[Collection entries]

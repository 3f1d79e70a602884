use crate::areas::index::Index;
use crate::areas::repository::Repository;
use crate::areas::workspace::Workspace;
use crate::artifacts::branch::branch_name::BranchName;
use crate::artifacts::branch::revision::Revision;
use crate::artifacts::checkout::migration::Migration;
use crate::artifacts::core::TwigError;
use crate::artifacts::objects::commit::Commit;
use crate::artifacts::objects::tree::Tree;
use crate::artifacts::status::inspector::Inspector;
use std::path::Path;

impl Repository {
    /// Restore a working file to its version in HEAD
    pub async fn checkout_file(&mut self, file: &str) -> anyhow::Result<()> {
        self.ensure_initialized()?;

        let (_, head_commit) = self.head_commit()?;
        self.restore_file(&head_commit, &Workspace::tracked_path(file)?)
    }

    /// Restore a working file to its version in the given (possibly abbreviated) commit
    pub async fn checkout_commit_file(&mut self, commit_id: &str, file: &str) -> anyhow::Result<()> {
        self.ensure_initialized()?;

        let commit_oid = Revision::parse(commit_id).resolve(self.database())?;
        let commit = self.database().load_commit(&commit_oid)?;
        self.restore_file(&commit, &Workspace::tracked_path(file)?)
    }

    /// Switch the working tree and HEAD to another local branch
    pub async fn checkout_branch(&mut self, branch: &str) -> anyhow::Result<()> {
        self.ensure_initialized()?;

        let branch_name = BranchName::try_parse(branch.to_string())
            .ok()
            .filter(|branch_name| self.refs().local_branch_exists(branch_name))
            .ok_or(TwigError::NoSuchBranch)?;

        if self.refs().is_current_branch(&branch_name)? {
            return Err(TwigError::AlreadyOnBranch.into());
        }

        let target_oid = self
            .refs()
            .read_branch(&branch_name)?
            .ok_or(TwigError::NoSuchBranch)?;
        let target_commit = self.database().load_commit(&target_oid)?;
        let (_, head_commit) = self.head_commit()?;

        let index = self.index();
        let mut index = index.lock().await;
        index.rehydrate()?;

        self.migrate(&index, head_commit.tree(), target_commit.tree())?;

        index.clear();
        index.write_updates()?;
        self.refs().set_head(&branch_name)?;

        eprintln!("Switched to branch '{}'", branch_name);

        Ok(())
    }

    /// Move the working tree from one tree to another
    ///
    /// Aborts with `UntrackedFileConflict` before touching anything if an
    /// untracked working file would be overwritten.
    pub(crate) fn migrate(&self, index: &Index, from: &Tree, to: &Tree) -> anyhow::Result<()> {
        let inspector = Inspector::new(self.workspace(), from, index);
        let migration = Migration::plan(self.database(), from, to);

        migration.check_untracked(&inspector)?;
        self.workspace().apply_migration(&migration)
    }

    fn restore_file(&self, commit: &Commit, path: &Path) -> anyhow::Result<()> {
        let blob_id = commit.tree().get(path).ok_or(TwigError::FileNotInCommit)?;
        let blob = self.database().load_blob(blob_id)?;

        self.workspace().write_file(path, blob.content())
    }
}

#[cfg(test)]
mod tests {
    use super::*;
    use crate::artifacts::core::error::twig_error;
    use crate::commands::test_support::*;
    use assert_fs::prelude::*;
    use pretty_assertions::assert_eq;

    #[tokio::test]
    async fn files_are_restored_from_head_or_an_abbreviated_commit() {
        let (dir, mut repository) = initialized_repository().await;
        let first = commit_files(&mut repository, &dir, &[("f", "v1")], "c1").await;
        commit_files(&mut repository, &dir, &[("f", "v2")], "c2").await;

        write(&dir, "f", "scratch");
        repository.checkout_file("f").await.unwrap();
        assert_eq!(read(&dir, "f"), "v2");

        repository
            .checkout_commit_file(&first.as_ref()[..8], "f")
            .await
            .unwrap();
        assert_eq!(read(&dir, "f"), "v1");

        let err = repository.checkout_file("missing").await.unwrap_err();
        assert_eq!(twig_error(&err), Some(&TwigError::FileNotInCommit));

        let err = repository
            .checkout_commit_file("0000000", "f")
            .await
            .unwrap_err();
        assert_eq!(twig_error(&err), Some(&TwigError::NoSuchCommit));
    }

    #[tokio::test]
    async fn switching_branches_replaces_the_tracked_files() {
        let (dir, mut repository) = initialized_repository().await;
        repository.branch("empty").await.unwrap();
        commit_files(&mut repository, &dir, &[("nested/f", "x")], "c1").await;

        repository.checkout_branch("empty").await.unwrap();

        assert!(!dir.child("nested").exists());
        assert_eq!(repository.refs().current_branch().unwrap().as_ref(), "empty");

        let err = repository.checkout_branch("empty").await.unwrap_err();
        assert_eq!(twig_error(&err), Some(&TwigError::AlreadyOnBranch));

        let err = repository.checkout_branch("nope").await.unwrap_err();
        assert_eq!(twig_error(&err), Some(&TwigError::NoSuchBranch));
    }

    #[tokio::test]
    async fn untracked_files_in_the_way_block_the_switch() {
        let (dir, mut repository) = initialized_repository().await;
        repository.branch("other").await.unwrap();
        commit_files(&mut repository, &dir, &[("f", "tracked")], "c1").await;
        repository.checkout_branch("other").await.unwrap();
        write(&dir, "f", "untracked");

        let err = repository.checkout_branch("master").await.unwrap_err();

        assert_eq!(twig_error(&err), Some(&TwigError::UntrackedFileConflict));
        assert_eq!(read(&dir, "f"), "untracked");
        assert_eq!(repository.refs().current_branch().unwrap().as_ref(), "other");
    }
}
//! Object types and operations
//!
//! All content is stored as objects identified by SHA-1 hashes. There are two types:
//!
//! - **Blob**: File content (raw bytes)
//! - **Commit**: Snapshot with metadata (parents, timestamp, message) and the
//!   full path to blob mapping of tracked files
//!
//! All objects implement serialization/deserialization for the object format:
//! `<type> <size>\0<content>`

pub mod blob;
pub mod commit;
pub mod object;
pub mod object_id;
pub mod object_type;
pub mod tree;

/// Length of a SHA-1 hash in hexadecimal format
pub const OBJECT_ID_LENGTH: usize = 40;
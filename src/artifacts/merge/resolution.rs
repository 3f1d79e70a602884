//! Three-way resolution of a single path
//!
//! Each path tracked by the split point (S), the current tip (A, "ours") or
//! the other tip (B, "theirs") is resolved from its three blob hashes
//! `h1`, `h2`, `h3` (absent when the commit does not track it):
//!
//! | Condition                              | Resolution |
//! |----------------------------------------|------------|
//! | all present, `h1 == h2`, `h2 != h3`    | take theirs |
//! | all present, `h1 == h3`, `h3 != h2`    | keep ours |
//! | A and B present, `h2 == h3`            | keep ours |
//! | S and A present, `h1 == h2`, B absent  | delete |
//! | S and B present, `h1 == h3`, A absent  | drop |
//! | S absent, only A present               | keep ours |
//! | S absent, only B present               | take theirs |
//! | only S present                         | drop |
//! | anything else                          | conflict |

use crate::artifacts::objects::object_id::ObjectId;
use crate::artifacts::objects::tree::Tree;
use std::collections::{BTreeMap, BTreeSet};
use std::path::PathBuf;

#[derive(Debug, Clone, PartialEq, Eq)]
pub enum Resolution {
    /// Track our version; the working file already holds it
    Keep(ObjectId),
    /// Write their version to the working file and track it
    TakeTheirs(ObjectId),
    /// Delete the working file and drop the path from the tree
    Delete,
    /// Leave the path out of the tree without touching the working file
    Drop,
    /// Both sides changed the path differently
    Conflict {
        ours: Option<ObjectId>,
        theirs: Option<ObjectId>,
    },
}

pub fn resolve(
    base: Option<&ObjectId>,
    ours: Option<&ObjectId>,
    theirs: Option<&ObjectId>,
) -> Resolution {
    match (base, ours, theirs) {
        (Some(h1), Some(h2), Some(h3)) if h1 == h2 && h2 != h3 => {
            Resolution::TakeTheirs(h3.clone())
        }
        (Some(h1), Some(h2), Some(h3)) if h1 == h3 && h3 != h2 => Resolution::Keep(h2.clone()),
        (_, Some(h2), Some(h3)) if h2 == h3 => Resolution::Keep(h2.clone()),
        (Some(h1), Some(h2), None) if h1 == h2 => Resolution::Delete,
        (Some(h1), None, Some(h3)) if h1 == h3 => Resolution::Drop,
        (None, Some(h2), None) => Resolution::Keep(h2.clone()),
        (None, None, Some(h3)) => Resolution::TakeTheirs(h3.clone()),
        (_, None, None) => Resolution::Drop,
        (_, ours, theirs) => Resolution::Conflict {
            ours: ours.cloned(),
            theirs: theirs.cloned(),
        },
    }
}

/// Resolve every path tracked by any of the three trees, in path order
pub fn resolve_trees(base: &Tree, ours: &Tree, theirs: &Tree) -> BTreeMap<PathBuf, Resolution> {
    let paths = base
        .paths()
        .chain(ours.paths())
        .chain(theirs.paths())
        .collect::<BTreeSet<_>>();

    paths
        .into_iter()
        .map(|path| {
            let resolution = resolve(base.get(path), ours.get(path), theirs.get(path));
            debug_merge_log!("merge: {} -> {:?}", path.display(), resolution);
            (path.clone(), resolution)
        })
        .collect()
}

_Required work_: Give back, exactly as written, the stretch from the line with "another local branch" through the line with "to: &Tree) ->", and no other lines from the records above.

_Answer_:
    /// Switch the working tree and HEAD to another local branch
    pub async fn checkout_branch(&mut self, branch: &str) -> anyhow::Result<()> {
        self.ensure_initialized()?;

        let branch_name = BranchName::try_parse(branch.to_string())
            .ok()
            .filter(|branch_name| self.refs().local_branch_exists(branch_name))
            .ok_or(TwigError::NoSuchBranch)?;

        if self.refs().is_current_branch(&branch_name)? {
            return Err(TwigError::AlreadyOnBranch.into());
        }

        let target_oid = self
            .refs()
            .read_branch(&branch_name)?
            .ok_or(TwigError::NoSuchBranch)?;
        let target_commit = self.database().load_commit(&target_oid)?;
        let (_, head_commit) = self.head_commit()?;

        let index = self.index();
        let mut index = index.lock().await;
        index.rehydrate()?;

        self.migrate(&index, head_commit.tree(), target_commit.tree())?;

        index.clear();
        index.write_updates()?;
        self.refs().set_head(&branch_name)?;

        eprintln!("Switched to branch '{}'", branch_name);

        Ok(())
    }

    /// Move the working tree from one tree to another
    ///
    /// Aborts with `UntrackedFileConflict` before touching anything if an
    /// untracked working file would be overwritten.
    pub(crate) fn migrate(&self, index: &Index, from: &Tree, to: &Tree) -> anyhow::Result<()> {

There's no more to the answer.